A fire crew, from Malvern, rescued the 17-year-old from the bottom of a muddy bank, behind Hollymount School, in Holly Mount, Worcester.

The teenager fractured his ankle and caught his right leg in some wire, forcing firefighters to abseil down the slope.

The crew was dispatched at 5.27pm on Tuesday, August 8, and the other rope rescue team, in Droitwich, was unavailable.

Cllr Sarah Rouse, leader of the Democratic Group in Malvern Hills District Council, said the operation showed the importance of specially trained full-time firefighters.

The fire service wants retained staff, who have other jobs, to replace full-time firefighters in Malvern during the evenings.

But opponents claim the retained staff lack the skills - such as rope rescue - of their full-time colleagues.

Cllr Rouse said: "If you take them away, which is what they are proposing, how would they have got him out?

"20 minutes later the full-time [firefighters] would have gone home and the retained would have been there. Who would have rescued him?

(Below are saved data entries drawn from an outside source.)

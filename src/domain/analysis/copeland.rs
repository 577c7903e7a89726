//! Copeland Scorer - win/tie counts over one decision maker's relation.

use serde::{Deserialize, Serialize};
use std::collections::HashMap;

use crate::domain::foundation::{AlternativeId, DecisionMakerId};
use crate::domain::judgment::{PreferenceRelation, RelationWarning};

/// Stored Copeland score of one alternative for one decision maker.
///
/// These rows are a cache: every scoring run replaces all rows of the
/// decision maker.
#[derive(Debug, Clone, Copy, PartialEq, Eq, Serialize, Deserialize)]
pub struct AggregatedResult {
    pub decision_maker_id: DecisionMakerId,
    pub alternative_id: AlternativeId,
    pub weight: u32,
}

/// Scores and winner set for one decision maker.
#[derive(Debug, Clone, PartialEq, Eq, Serialize, Deserialize)]
pub struct CopelandResult {
    pub decision_maker_id: DecisionMakerId,
    pub scores: HashMap<AlternativeId, u32>,
    /// All alternatives sharing the maximum score, in input order.
    pub winners: Vec<AlternativeId>,
    /// Present when some pairs had no judgment.
    pub warning: Option<RelationWarning>,
}

impl CopelandResult {
    /// Returns the score of an alternative.
    pub fn score_of(&self, alternative: &AlternativeId) -> Option<u32> {
        self.scores.get(alternative).copied()
    }

    /// Returns true when every pair was judged.
    pub fn is_complete(&self) -> bool {
        self.warning.is_none()
    }

    /// Rows to store in place of the decision maker's previous results.
    pub fn aggregated_results(&self, alternatives: &[AlternativeId]) -> Vec<AggregatedResult> {
        alternatives
            .iter()
            .filter_map(|alt| {
                self.score_of(alt).map(|weight| AggregatedResult {
                    decision_maker_id: self.decision_maker_id,
                    alternative_id: *alt,
                    weight,
                })
            })
            .collect()
    }
}

/// Copeland scoring functions.
pub struct CopelandScorer;

impl CopelandScorer {
    /// Computes the Copeland score of every alternative.
    ///
    /// # Algorithm
    /// score(A) = |{B != A : judgment(A, B) is Greater or Equal}|
    ///
    /// # Edge Cases
    /// - No alternatives: empty scores and empty winner set
    /// - Missing judgments: contribute neither a point nor a loss, and the
    ///   result carries a warning listing the missing pairs
    /// - Self judgments: never counted
    pub fn score(relation: &PreferenceRelation, alternatives: &[AlternativeId]) -> CopelandResult {
        let mut scores = HashMap::with_capacity(alternatives.len());

        for alt in alternatives {
            let points = alternatives
                .iter()
                .filter(|other| *other != alt)
                .filter(|other| {
                    relation
                        .outcome(*alt, **other)
                        .map(|o| o.is_win_or_tie())
                        .unwrap_or(false)
                })
                .count() as u32;
            scores.insert(*alt, points);
        }

        let winners = Self::winners(&scores, alternatives);

        CopelandResult {
            decision_maker_id: relation.decision_maker_id(),
            scores,
            winners,
            warning: relation.completeness_warning(alternatives),
        }
    }

    /// Alternatives with the maximum score, ties preserved.
    pub fn winners(scores: &HashMap<AlternativeId, u32>, alternatives: &[AlternativeId]) -> Vec<AlternativeId> {
        let Some(max) = scores.values().max().copied() else {
            return Vec::new();
        };
        alternatives
            .iter()
            .filter(|alt| scores.get(*alt) == Some(&max))
            .copied()
            .collect()
    }
}
//! Application handlers.
//!
//! Command and query handlers that orchestrate domain operations over the
//! repository ports. Commands take a `CommandMetadata` for log and event
//! correlation; queries do not.

pub mod alternatives;
pub mod analysis;
pub mod criteria;
pub mod judgment;
pub mod panel;

#[cfg(test)]
mod test_support;

pub use alternatives::{
    AssignProfileCommand, AssignProfileHandler, RegisterAlternativeCommand,
    RegisterAlternativeHandler, RemoveAlternativeCommand, RemoveAlternativeHandler,
};
pub use analysis::{
    AnalyzeDominanceCommand, AnalyzeDominanceHandler, GroupRankingHandler,
    ScoreDecisionMakerCommand, ScoreDecisionMakerHandler,
};
pub use criteria::{
    AddMarkCommand, AddMarkHandler, NormalizeCriterionCommand, NormalizeCriterionHandler,
    RankCriteriaCommand, RankCriteriaHandler, RegisterCriterionCommand, RegisterCriterionHandler,
    RemoveCriterionCommand, RemoveCriterionHandler, SetDirectionCommand, SetDirectionHandler,
    UpdateMarkCommand, UpdateMarkHandler, UpdateMarkResult,
};
pub use judgment::{
    JudgmentInput, RecordJudgmentCommand, RecordJudgmentHandler, RecordJudgmentsCommand,
    RecordJudgmentsHandler, SuggestComparisonHandler, SuggestComparisonQuery,
};
pub use panel::{
    AggregatePrioritiesHandler, RecordPeerComparisonCommand, RecordPeerComparisonHandler,
    RegisterDecisionMakerCommand, RegisterDecisionMakerHandler, RemoveDecisionMakerCommand,
    RemoveDecisionMakerHandler,
};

"It's a good job it was only a broken ankle, what if he broke his back?

"Would they have just left him there until Droitwich was ready?

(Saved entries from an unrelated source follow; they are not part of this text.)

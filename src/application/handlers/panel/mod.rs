//! Panel command handlers.

mod aggregate_priorities;
mod record_peer_comparison;
mod register_decision_maker;
mod remove_decision_maker;

pub use aggregate_priorities::AggregatePrioritiesHandler;
pub use record_peer_comparison::{RecordPeerComparisonCommand, RecordPeerComparisonHandler};
pub use register_decision_maker::{RegisterDecisionMakerCommand, RegisterDecisionMakerHandler};
pub use remove_decision_maker::{RemoveDecisionMakerCommand, RemoveDecisionMakerHandler};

"It's critical that they are available 24 hours a day seven days a week."

West Midlands Ambulance Service sent two ambulances to the scene and dropped him off at Worcestershire Royal Hospital at 7.09pm.

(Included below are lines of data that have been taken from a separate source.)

//! RemoveDecisionMakerHandler - drops a panel member and everything keyed by it.

use std::sync::Arc;

use tracing::info;

use crate::domain::foundation::{CommandMetadata, DecisionMakerId, EngineError};
use crate::ports::{
    DecisionMakerRepository, JudgmentRepository, PeerComparisonRepository, ResultRepository,
};

/// Command to remove a decision maker.
#[derive(Debug, Clone)]
pub struct RemoveDecisionMakerCommand {
    pub decision_maker_id: DecisionMakerId,
}

/// Handler for removing decision makers.
///
/// Cascades to judgments, peer comparisons in both directions and stored
/// results. Priorities of the remaining members are left untouched until
/// the next aggregation.
pub struct RemoveDecisionMakerHandler {
    decision_makers: Arc<dyn DecisionMakerRepository>,
    peer_comparisons: Arc<dyn PeerComparisonRepository>,
    judgments: Arc<dyn JudgmentRepository>,
    results: Arc<dyn ResultRepository>,
}

impl RemoveDecisionMakerHandler {
    pub fn new(
        decision_makers: Arc<dyn DecisionMakerRepository>,
        peer_comparisons: Arc<dyn PeerComparisonRepository>,
        judgments: Arc<dyn JudgmentRepository>,
        results: Arc<dyn ResultRepository>,
    ) -> Self {
        Self {
            decision_makers,
            peer_comparisons,
            judgments,
            results,
        }
    }

    pub async fn handle(
        &self,
        cmd: RemoveDecisionMakerCommand,
        metadata: CommandMetadata,
    ) -> Result<(), EngineError> {
        let id = cmd.decision_maker_id;
        if self.decision_makers.find_by_id(&id).await?.is_none() {
            return Err(EngineError::UnknownDecisionMaker(id));
        }

        self.judgments.delete_by_decision_maker(&id).await?;
        self.peer_comparisons.delete_by_decision_maker(&id).await?;
        self.results.delete_by_decision_maker(&id).await?;
        self.decision_makers.delete(&id).await?;

        info!(
            decision_maker_id = %id,
            correlation_id = metadata.correlation_id(),
            "Decision maker removed"
        );
        Ok(())
    }
}
//! Adapters - Implementations of port interfaces.
//!
//! - `events` - In-memory event bus
//! - `memory` - In-memory repositories

pub mod events;
pub mod memory;

pub use events::InMemoryEventBus;
pub use memory::InMemoryRepositories;
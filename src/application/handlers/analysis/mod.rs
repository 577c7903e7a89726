//! Analysis command and query handlers.

mod analyze_dominance;
mod group_ranking;
mod score_decision_maker;

pub use analyze_dominance::{AnalyzeDominanceCommand, AnalyzeDominanceHandler};
pub use group_ranking::GroupRankingHandler;
pub use score_decision_maker::{ScoreDecisionMakerCommand, ScoreDecisionMakerHandler};
//! Analysis Module - Pure domain services over preference relations.
//!
//! # Components
//!
//! - `CopelandScorer` - win/tie counts and the winner set
//! - `DominanceAnalyzer` - non-dominated set from a signed incidence matrix
//! - `GroupRanking` - priority-weighted combination of Copeland scores
//!
//! All functions are pure and stateless. The two characterizations of the
//! best alternatives are kept separate because they can disagree on cyclic
//! preferences; callers see both.

mod copeland;
mod dominance;
mod events;
mod group_ranking;

pub use copeland::{AggregatedResult, CopelandResult, CopelandScorer};
pub use dominance::{DominanceAnalyzer, DominanceResult, Edge, IncidenceMatrix, PreferenceGraph};
pub use events::{CopelandScoresComputed, DominanceAnalyzed};
pub use group_ranking::{GroupRanking, RankedAlternative};
//! Consensus Engine - multi-criteria group decision support
//!
//! Normalizes criterion marks, records pairwise judgments per decision
//! maker, ranks alternatives by Copeland score and by graph dominance, and
//! weights decision makers by propagated peer comparisons.
//!
//! Layout follows ports and adapters: `domain` holds the pure computations,
//! `ports` the repository and event traits, `adapters` the in-memory
//! implementations, `application` the command and query handlers, and
//! `scenario` a document-driven runner over all of them.

pub mod adapters;
pub mod application;
pub mod config;
pub mod domain;
pub mod ports;
pub mod scenario;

Hereford and Worcester Fire and Rescue Service previously said it plans to train retained staff in rope rescue.

But Ms Rouse claims this is unfeasible due to the amount of time required for training and the fire service's aim to implement the changes by January.

The cuts are expected to save an estimated £300,000 and will restore full-time fire crew numbers from four back up to five.

Teams of five are preferred by the fire service they can operate quicker and still respond if one firefighter falls ill.